Именно образ «Зависти», которая погубила Озерова, прикрываясь личиной «Дружбы», должен был указывать на Шаховского. Напомним, что постановками всех трагедий Озерова занимался, в первую очередь, Шаховской, восторженно встретивший дебют своей будущей «жертвы».

Вольно или невольно, Жуковский создал самый сильный текст, направленный против Шаховского, окончательно закрепивший легенду о драматурге как о губителе и завистнике Озерова.

Все три послания были вскоре опубликованы в «Российском Музеуме» В. В. Измайлова, как справедливо отметил А. С. Немзер, «в расчетливой последовательности — вначале личностный, задиристый пасквиль Василия Львовича, затем более респектабельное слово Вяземского и как финальный аккорд — послание Жуковского» [Немзер: 170]. Не ответить на подобное нападение было невозможно.

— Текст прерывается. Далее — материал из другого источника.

//! Pairwise joins over a batch of tables.

use super::engine::join;
use super::sheets::NamedTable;
use crate::error::ValidationResult;
use crate::models::{Cell, JoinResult, JoinSpec, JoinType};

/// One pairwise result.
#[derive(Debug, Clone)]
pub struct BatchResult {
    pub left_name: String,
    pub right_name: String,
    pub result: JoinResult,
}

/// Inner-join every pair `(i, j)` with `i < j`, keyed on each table's first column.
///
/// Tables without columns are skipped.
pub fn batch_join(tables: &[NamedTable], collision_suffix: &str) -> ValidationResult<Vec<BatchResult>> {
    let mut results = Vec::new();

    for i in 0..tables.len() {
        for j in (i + 1)..tables.len() {
            let (left, right) = (&tables[i], &tables[j]);
            let (Some(key_left), Some(key_right)) =
                (left.table.header().first(), right.table.header().first())
            else {
                continue;
            };

            let spec = JoinSpec {
                keys_left: vec![key_left.clone()],
                keys_right: vec![key_right.clone()],
                join_type: JoinType::Inner,
                fill_value: Cell::Empty,
            };
            let result = join(&left.table, &right.table, &spec, collision_suffix)?;
            results.push(BatchResult {
                left_name: left.name.clone(),
                right_name: right.name.clone(),
                result,
            });
        }
    }

    Ok(results)
}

Комедия Шаховского «Урок кокеткам, или Липецкие воды» ударила точно по Жуковскому — автору самого сильного и самого ясного по своим намекам текста. Досталось также В. Пушкину и другим (см. [Немзер: 171–176]). Показательно при этом, что автор самого «миролюбивого» послания — Вяземский — затронут в комедии не был.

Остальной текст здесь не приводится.